**Aim of the task**
Your response should be the complete data, transcribed exactly.

**Data section**
//! Health reporting
//!
//! Builds the status document served on `/health`. A failing database is
//! reported as `degraded`, never as an HTTP error, so the platform does not
//! restart the process over a transient outage.

use crate::error::ProbeError;
use async_trait::async_trait;
use chrono::{DateTime, Utc};
use serde::{Deserialize, Serialize};
use std::sync::Arc;
use std::time::Duration;

/// Default time allowed for a database ping
pub const DEFAULT_PROBE_TIMEOUT: Duration = Duration::from_secs(2);

/// Status of a dependency or of the whole service
#[derive(Debug, Clone, Copy, PartialEq, Eq, Serialize, Deserialize)]
#[serde(rename_all = "snake_case")]
pub enum ComponentStatus {
    /// URL present, not probed
    Configured,
    /// URL absent
    NotConfigured,
    /// Probe succeeded
    Connected,
    /// Probe failed or timed out
    Unreachable,
}

/// Overall service status
#[derive(Debug, Clone, Copy, PartialEq, Eq, Serialize, Deserialize)]
#[serde(rename_all = "snake_case")]
pub enum ServiceStatus {
    /// Everything probed is reachable
    Healthy,
    /// The service runs but a dependency is unreachable
    Degraded,
}

/// `/health` response body
#[derive(Debug, Clone, PartialEq, Eq, Serialize, Deserialize)]
pub struct HealthReport {
    /// Time of the check
    pub timestamp: DateTime<Utc>,
    /// Reporting service (`web` or `worker`)
    pub service: String,
    /// Overall status
    pub status: ServiceStatus,
    /// Service version
    pub version: String,
    /// Runtime environment
    pub environment: String,
    /// Database status
    pub database: ComponentStatus,
    /// Cache status
    pub redis: ComponentStatus,
}

impl HealthReport {
    /// HTTP status to serve; always 200
    #[must_use]
    pub const fn http_status(&self) -> u16 {
        200
    }

    /// Whether every probed dependency answered
    #[must_use]
    pub fn is_healthy(&self) -> bool {
        self.status == ServiceStatus::Healthy
    }
}

/// Database connectivity check
#[async_trait]
pub trait DatabaseProbe: Send + Sync {
    /// Run a trivial query
    async fn ping(&self) -> Result<(), ProbeError>;
}

/// Produces [`HealthReport`]s for one service
#[derive(Clone)]
pub struct HealthChecker {
    service: String,
    version: String,
    environment: String,
    database_url: Option<String>,
    redis_url: Option<String>,
    probe: Option<Arc<dyn DatabaseProbe>>,
    timeout: Duration,
}

impl std::fmt::Debug for HealthChecker {
    fn fmt(&self, f: &mut std::fmt::Formatter<'_>) -> std::fmt::Result {
        f.debug_struct("HealthChecker")
            .field("service", &self.service)
            .field("version", &self.version)
            .field("environment", &self.environment)
            .field("database_configured", &self.database_url.is_some())
            .field("redis_configured", &self.redis_url.is_some())
            .field("probe", &self.probe.is_some())
            .field("timeout", &self.timeout)
            .finish()
    }
}

impl HealthChecker {
    /// Checker with no URLs configured
    pub fn new(service: impl Into<String>) -> Self {
        Self {
            service: service.into(),
            version: "unknown".to_string(),
            environment: "unknown".to_string(),
            database_url: None,
            redis_url: None,
            probe: None,
            timeout: DEFAULT_PROBE_TIMEOUT,
        }
    }

    /// Checker configured from `DATABASE_URL`, `REDIS_URL` and `NODE_ENV`
    pub fn from_env(service: impl Into<String>) -> Self {
        let var = |name: &str| std::env::var(name).ok().filter(|v| !v.is_empty());
        let mut checker = Self::new(service).with_version(crate::VERSION);
        if let Some(environment) = var("NODE_ENV") {
            checker = checker.with_environment(environment);
        }
        checker.database_url = var("DATABASE_URL");
        checker.redis_url = var("REDIS_URL");
        checker
    }

    /// Set the reported version
    #[must_use]
    pub fn with_version(mut self, version: impl Into<String>) -> Self {
        self.version = version.into();
        self
    }

    /// Set the reported environment
    #[must_use]
    pub fn with_environment(mut self, environment: impl Into<String>) -> Self {
        self.environment = environment.into();
        self
    }

    /// Set the database URL
    #[must_use]
    pub fn with_database_url(mut self, url: impl Into<String>) -> Self {
        self.database_url = Some(url.into());
        self
    }

    /// Set the cache URL
    #[must_use]
    pub fn with_redis_url(mut self, url: impl Into<String>) -> Self {
        self.redis_url = Some(url.into());
        self
    }

    /// Ping the database on every check
    #[must_use]
    pub fn with_probe(mut self, probe: Arc<dyn DatabaseProbe>) -> Self {
        self.probe = Some(probe);
        self
    }

    /// Time allowed for the ping
    #[must_use]
    pub fn with_timeout(mut self, timeout: Duration) -> Self {
        self.timeout = timeout;
        self
    }

    /// Run the checks
    pub async fn check(&self) -> HealthReport {
        let database = match (&self.database_url, &self.probe) {
            (None, _) => ComponentStatus::NotConfigured,
            (Some(_), None) => ComponentStatus::Configured,
            (Some(_), Some(probe)) => self.ping(probe.as_ref()).await,
        };
        let redis = if self.redis_url.is_some() {
            ComponentStatus::Configured
        } else {
            ComponentStatus::NotConfigured
        };
        let status = if database == ComponentStatus::Unreachable {
            ServiceStatus::Degraded
        } else {
            ServiceStatus::Healthy
        };

        HealthReport {
            timestamp: Utc::now(),
            service: self.service.clone(),
            status,
            version: self.version.clone(),
            environment: self.environment.clone(),
            database,
            redis,
        }
    }

    async fn ping(&self, probe: &dyn DatabaseProbe) -> ComponentStatus {
        match tokio::time::timeout(self.timeout, probe.ping()).await {
            Ok(Ok(())) => ComponentStatus::Connected,
            Ok(Err(e)) => {
                tracing::warn!(error = %e, "Database health probe failed");
                ComponentStatus::Unreachable
            }
            Err(_) => {
                tracing::warn!(timeout = ?self.timeout, "Database health probe timed out");
                ComponentStatus::Unreachable
            }
        }
    }
}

**Answer to the problem**
//! Health reporting
//!
//! Builds the status document served on `/health`. A failing database is
//! reported as `degraded`, never as an HTTP error, so the platform does not
//! restart the process over a transient outage.

use crate::error::ProbeError;
use async_trait::async_trait;
use chrono::{DateTime, Utc};
use serde::{Deserialize, Serialize};
use std::sync::Arc;
use std::time::Duration;

/// Default time allowed for a database ping
pub const DEFAULT_PROBE_TIMEOUT: Duration = Duration::from_secs(2);

/// Status of a dependency or of the whole service
#[derive(Debug, Clone, Copy, PartialEq, Eq, Serialize, Deserialize)]
#[serde(rename_all = "snake_case")]
pub enum ComponentStatus {
    /// URL present, not probed
    Configured,
    /// URL absent
    NotConfigured,
    /// Probe succeeded
    Connected,
    /// Probe failed or timed out
    Unreachable,
}

/// Overall service status
#[derive(Debug, Clone, Copy, PartialEq, Eq, Serialize, Deserialize)]
#[serde(rename_all = "snake_case")]
pub enum ServiceStatus {
    /// Everything probed is reachable
    Healthy,
    /// The service runs but a dependency is unreachable
    Degraded,
}

/// `/health` response body
#[derive(Debug, Clone, PartialEq, Eq, Serialize, Deserialize)]
pub struct HealthReport {
    /// Time of the check
    pub timestamp: DateTime<Utc>,
    /// Reporting service (`web` or `worker`)
    pub service: String,
    /// Overall status
    pub status: ServiceStatus,
    /// Service version
    pub version: String,
    /// Runtime environment
    pub environment: String,
    /// Database status
    pub database: ComponentStatus,
    /// Cache status
    pub redis: ComponentStatus,
}

impl HealthReport {
    /// HTTP status to serve; always 200
    #[must_use]
    pub const fn http_status(&self) -> u16 {
        200
    }

    /// Whether every probed dependency answered
    #[must_use]
    pub fn is_healthy(&self) -> bool {
        self.status == ServiceStatus::Healthy
    }
}

/// Database connectivity check
#[async_trait]
pub trait DatabaseProbe: Send + Sync {
    /// Run a trivial query
    async fn ping(&self) -> Result<(), ProbeError>;
}

/// Produces [`HealthReport`]s for one service
#[derive(Clone)]
pub struct HealthChecker {
    service: String,
    version: String,
    environment: String,
    database_url: Option<String>,
    redis_url: Option<String>,
    probe: Option<Arc<dyn DatabaseProbe>>,
    timeout: Duration,
}

impl std::fmt::Debug for HealthChecker {
    fn fmt(&self, f: &mut std::fmt::Formatter<'_>) -> std::fmt::Result {
        f.debug_struct("HealthChecker")
            .field("service", &self.service)
            .field("version", &self.version)
            .field("environment", &self.environment)
            .field("database_configured", &self.database_url.is_some())
            .field("redis_configured", &self.redis_url.is_some())
            .field("probe", &self.probe.is_some())
            .field("timeout", &self.timeout)
            .finish()
    }
}

impl HealthChecker {
    /// Checker with no URLs configured
    pub fn new(service: impl Into<String>) -> Self {
        Self {
            service: service.into(),
            version: "unknown".to_string(),
            environment: "unknown".to_string(),
            database_url: None,
            redis_url: None,
            probe: None,
            timeout: DEFAULT_PROBE_TIMEOUT,
        }
    }

    /// Checker configured from `DATABASE_URL`, `REDIS_URL` and `NODE_ENV`
    pub fn from_env(service: impl Into<String>) -> Self {
        let var = |name: &str| std::env::var(name).ok().filter(|v| !v.is_empty());
        let mut checker = Self::new(service).with_version(crate::VERSION);
        if let Some(environment) = var("NODE_ENV") {
            checker = checker.with_environment(environment);
        }
        checker.database_url = var("DATABASE_URL");
        checker.redis_url = var("REDIS_URL");
        checker
    }

    /// Set the reported version
    #[must_use]
    pub fn with_version(mut self, version: impl Into<String>) -> Self {
        self.version = version.into();
        self
    }

    /// Set the reported environment
    #[must_use]
    pub fn with_environment(mut self, environment: impl Into<String>) -> Self {
        self.environment = environment.into();
        self
    }

    /// Set the database URL
    #[must_use]
    pub fn with_database_url(mut self, url: impl Into<String>) -> Self {
        self.database_url = Some(url.into());
        self
    }

    /// Set the cache URL
    #[must_use]
    pub fn with_redis_url(mut self, url: impl Into<String>) -> Self {
        self.redis_url = Some(url.into());
        self
    }

    /// Ping the database on every check
    #[must_use]
    pub fn with_probe(mut self, probe: Arc<dyn DatabaseProbe>) -> Self {
        self.probe = Some(probe);
        self
    }

    /// Time allowed for the ping
    #[must_use]
    pub fn with_timeout(mut self, timeout: Duration) -> Self {
        self.timeout = timeout;
        self
    }

    /// Run the checks
    pub async fn check(&self) -> HealthReport {
        let database = match (&self.database_url, &self.probe) {
            (None, _) => ComponentStatus::NotConfigured,
            (Some(_), None) => ComponentStatus::Configured,
            (Some(_), Some(probe)) => self.ping(probe.as_ref()).await,
        };
        let redis = if self.redis_url.is_some() {
            ComponentStatus::Configured
        } else {
            ComponentStatus::NotConfigured
        };
        let status = if database == ComponentStatus::Unreachable {
            ServiceStatus::Degraded
        } else {
            ServiceStatus::Healthy
        };

        HealthReport {
            timestamp: Utc::now(),
            service: self.service.clone(),
            status,
            version: self.version.clone(),
            environment: self.environment.clone(),
            database,
            redis,
        }
    }

    async fn ping(&self, probe: &dyn DatabaseProbe) -> ComponentStatus {
        match tokio::time::timeout(self.timeout, probe.ping()).await {
            Ok(Ok(())) => ComponentStatus::Connected,
            Ok(Err(e)) => {
                tracing::warn!(error = %e, "Database health probe failed");
                ComponentStatus::Unreachable
            }
            Err(_) => {
                tracing::warn!(timeout = ?self.timeout, "Database health probe timed out");
                ComponentStatus::Unreachable
            }
        }
    }
}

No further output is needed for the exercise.